-- Instructions to follow --
Whenever a line in the records below holds the string "rows", copy it out.
[Opening Data extracts section]
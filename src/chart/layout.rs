//! Plot area, scales, ticks and gridlines shared by every chart kind.

use super::command::{DrawList, Point, SurfaceSize};
use super::ChartContext;
use crate::constants::{
    GRID_DIVISIONS, GRID_LABEL_DY, GRID_LABEL_X, MIN_SCALE_MAX, NO_DATA_X, NO_DATA_Y,
};
use crate::format::round_half_up;

/// Space reserved around the plot area for labels and legends.
#[derive(Clone, Copy, Debug, PartialEq)]
pub struct Padding {
    pub top: f64,
    pub right: f64,
    pub bottom: f64,
    pub left: f64,
}

impl Padding {
    pub const fn new(top: f64, right: f64, bottom: f64, left: f64) -> Self {
        Self { top, right, bottom, left }
    }
}

/// Surface size minus padding.
#[derive(Clone, Copy, Debug, PartialEq)]
pub struct PlotArea {
    pub surface: SurfaceSize,
    pub padding: Padding,
    pub width: f64,
    pub height: f64,
}

impl PlotArea {
    /// Plot area inside `padding`. A surface smaller than its padding gives a
    /// zero-sized plot rather than a negative one.
    pub fn new(surface: SurfaceSize, padding: Padding) -> Self {
        Self {
            surface,
            padding,
            width: (surface.width - padding.left - padding.right).max(0.0),
            height: (surface.height - padding.top - padding.bottom).max(0.0),
        }
    }

    pub fn left(&self) -> f64 {
        self.padding.left
    }

    pub fn top(&self) -> f64 {
        self.padding.top
    }

    /// Right edge of the plot, where gridlines end
    pub fn right(&self) -> f64 {
        self.surface.width - self.padding.right
    }

    pub fn bottom(&self) -> f64 {
        self.padding.top + self.height
    }

    /// X of the i-th of `n` evenly spaced points; a single point sits on the
    /// left edge.
    #[inline]
    pub fn x_for(&self, i: usize, n: usize) -> f64 {
        if n <= 1 {
            return self.padding.left;
        }
        self.padding.left + (i as f64 / (n - 1) as f64) * self.width
    }

    /// Y of `value` on a scale from 0 (bottom) to `max` (top).
    #[inline]
    pub fn y_for(&self, value: f64, max: f64) -> f64 {
        self.padding.top + self.height - (value / max) * self.height
    }
}

/// Scale maximum: `max(1, max(values))`, ignoring non-finite values.
pub fn scale_max<I>(values: I) -> f64
where
    I: IntoIterator<Item = f64>,
{
    values
        .into_iter()
        .filter(|v| v.is_finite())
        .fold(MIN_SCALE_MAX, f64::max)
}

/// Indices of at most `max_ticks` labels spread evenly over `n` points.
///
/// The first and last point are always labelled when more than one tick fits.
pub fn tick_indices(n: usize, max_ticks: usize) -> Vec<usize> {
    let ticks = max_ticks.min(n);
    if ticks == 0 {
        return Vec::new();
    }
    let span = (ticks - 1).max(1) as f64;
    let mut out: Vec<usize> = (0..ticks)
        .map(|i| round_half_up(i as f64 / span * (n - 1) as f64) as usize)
        .collect();
    out.dedup();
    out
}

/// Gridlines at equal vertical divisions, each labelled with its rounded value
/// in the context's axis format.
pub fn draw_gridlines(list: &mut DrawList, area: &PlotArea, max: f64, ctx: &ChartContext<'_>) {
    let style = ctx.style;
    for i in 0..=GRID_DIVISIONS {
        let fraction = i as f64 / GRID_DIVISIONS as f64;
        let y = area.top() + area.height * fraction;
        list.line(
            Point::new(area.left(), y),
            Point::new(area.right(), y),
            style.grid_color,
            1.0,
        );
        let value = round_half_up(max * (1.0 - fraction));
        list.text(
            ctx.axis.grid_label(ctx.format, value),
            Point::new(GRID_LABEL_X, y + GRID_LABEL_DY),
            style.muted_color,
            style.font_size,
        );
    }
}

/// A cleared surface carrying only the "no data" marker.
pub fn no_data(size: SurfaceSize, ctx: &ChartContext<'_>) -> DrawList {
    let mut list = DrawList::for_surface(size);
    list.text(
        ctx.style.no_data_label.clone(),
        Point::new(NO_DATA_X, NO_DATA_Y),
        ctx.style.muted_color,
        ctx.style.font_size,
    );
    list
}
//! The per-dataset normalizer contract.
//!
//! A dataset maps raw records to its own typed row and describes its facets
//! as data. The parser, filter engine, aggregation and chart layers stay
//! generic over that row type.

use crate::data::RawRecord;
use crate::facet::{CategoryOrder, SelectionMode};

/// Accessor returning one categorical field of a row.
pub type FieldFn<R> = fn(&R) -> &str;

/// One filterable categorical dimension of a dataset.
pub struct FacetDef<R> {
    /// Stable key used in [`FilterState`](crate::facet::FilterState)
    pub key: &'static str,
    /// Display label for the host's control
    pub label: &'static str,
    /// Empty-selection semantics of the control
    pub mode: SelectionMode,
    /// Canonical display order of the facet's categories
    pub order: CategoryOrder,
    /// Field accessor
    pub value: FieldFn<R>,
}

impl<R> FacetDef<R> {
    pub fn required(key: &'static str, label: &'static str, value: FieldFn<R>) -> Self {
        Self {
            key,
            label,
            mode: SelectionMode::Required,
            order: CategoryOrder::FirstSeen,
            value,
        }
    }

    pub fn optional(key: &'static str, label: &'static str, value: FieldFn<R>) -> Self {
        Self {
            key,
            label,
            mode: SelectionMode::Optional,
            order: CategoryOrder::FirstSeen,
            value,
        }
    }

    pub fn ordered(mut self, order: CategoryOrder) -> Self {
        self.order = order;
        self
    }
}

impl<R> Clone for FacetDef<R> {
    fn clone(&self) -> Self {
        Self {
            key: self.key,
            label: self.label,
            mode: self.mode,
            order: self.order,
            value: self.value,
        }
    }
}

impl<R> std::fmt::Debug for FacetDef<R> {
    fn fmt(&self, f: &mut std::fmt::Formatter<'_>) -> std::fmt::Result {
        f.debug_struct("FacetDef")
            .field("key", &self.key)
            .field("mode", &self.mode)
            .field("order", &self.order)
            .finish()
    }
}

/// Normalizer and facet configuration for one civic dataset.
pub trait Dataset {
    /// Typed row reconstructed from one raw record
    type Row: Clone + std::fmt::Debug;

    /// Short dataset name used in logs and status messages
    fn name(&self) -> &str;

    /// Columns that must be present in the header for a load to succeed.
    fn required_columns(&self) -> &'static [&'static str] {
        &[]
    }

    /// Map a raw record to a typed row.
    ///
    /// Returning `None` drops the record from the working set. A row must
    /// only be produced when its temporal field is a finite, parseable year.
    fn normalize(&self, record: &RawRecord) -> Option<Self::Row>;

    /// Fill fields that depend on other rows, once per load.
    ///
    /// Runs after every record was normalized and must return the same rows
    /// in the same order.
    fn finish_rows(&self, rows: Vec<Self::Row>) -> Vec<Self::Row> {
        rows
    }

    /// Primary temporal field (year) filtered by the year range.
    fn temporal(&self, row: &Self::Row) -> i32;

    /// Categorical facets, in control order.
    fn facets(&self) -> &[FacetDef<Self::Row>];
}
//! Weighted averages with an explicit "undefined" result.

use serde::Serialize;

/// Result of an average: a value, or undefined when nothing valid
/// contributed. Undefined is displayed as a placeholder, never as 0.
#[derive(Clone, Copy, Debug, PartialEq, Serialize)]
#[serde(rename_all = "snake_case")]
pub enum Average {
    Defined(f64),
    Undefined,
}

impl Average {
    pub fn value(self) -> Option<f64> {
        match self {
            Average::Defined(v) => Some(v),
            Average::Undefined => None,
        }
    }

    pub fn is_defined(self) -> bool {
        matches!(self, Average::Defined(_))
    }

    fn from_ratio(numerator: f64, denominator: f64) -> Self {
        if denominator == 0.0 {
            return Average::Undefined;
        }
        let v = numerator / denominator;
        if v.is_finite() {
            Average::Defined(v)
        } else {
            Average::Undefined
        }
    }
}

/// Σ(value·weight) / Σ(weight) over rows where both are finite.
///
/// Undefined when no row qualifies or the weight sum is zero.
pub fn weighted_average<'a, R, I, FV, FW>(rows: I, mut value: FV, mut weight: FW) -> Average
where
    R: 'a,
    I: IntoIterator<Item = &'a R>,
    FV: FnMut(&R) -> f64,
    FW: FnMut(&R) -> f64,
{
    let mut numerator = 0.0;
    let mut denominator = 0.0;
    for row in rows {
        let v = value(row);
        let w = weight(row);
        if !v.is_finite() || !w.is_finite() {
            continue;
        }
        numerator += v * w;
        denominator += w;
    }
    Average::from_ratio(numerator, denominator)
}

/// Plain mean of the finite values; undefined when there are none.
pub fn mean<I: IntoIterator<Item = f64>>(values: I) -> Average {
    let (sum, n) = values
        .into_iter()
        .filter(|v| v.is_finite())
        .fold((0.0, 0usize), |(s, n), v| (s + v, n + 1));
    Average::from_ratio(sum, n as f64)
}
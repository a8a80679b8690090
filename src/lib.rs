//! Civicboard: filterable, aggregated, chart-ready views over civic CSV datasets.
//!
//! The processing shape is the same for every dataset:
//! parse → normalize → filter → aggregate → draw.
//!
//! - [`data`] turns raw delimited text into header-keyed records.
//! - [`dataset`] is the contract a per-dataset normalizer implements.
//! - [`facet`] evaluates the current facet selections against typed rows.
//! - [`aggregate`] groups, averages, ranks and cross-tabulates filtered rows.
//! - [`chart`] maps aggregated series onto abstract draw commands.
//! - [`session`] owns the loaded rows and the filter state.

pub mod aggregate;
pub mod chart;
pub mod constants;
pub mod dashboard;
pub mod data;
pub mod dataset;
pub mod datasets;
pub mod facet;
pub mod format;
pub mod logging;
pub mod perf;
pub mod session;
pub mod settings;

pub use dashboard::{ChartFrame, Dashboard, Kpi, PassContext, PassOutput};
pub use data::{DataError, DataResult, RawRecord, parse_records};
pub use dataset::{Dataset, FacetDef};
pub use facet::{FilterState, SelectionMode, YearRange};
pub use session::Session;
pub use settings::Settings;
[Closing Data extracts section]
-- Completed task --
    /// Fill fields that depend on other rows, once per load.
    /// Runs after every record was normalized and must return the same rows
    fn finish_rows(&self, rows: Vec<Self::Row>) -> Vec<Self::Row> {
        rows
/// Σ(value·weight) / Σ(weight) over rows where both are finite.
pub fn weighted_average<'a, R, I, FV, FW>(rows: I, mut value: FV, mut weight: FW) -> Average
    for row in rows {
//! - [`facet`] evaluates the current facet selections against typed rows.
//! - [`aggregate`] groups, averages, ranks and cross-tabulates filtered rows.
//! - [`session`] owns the loaded rows and the filter state.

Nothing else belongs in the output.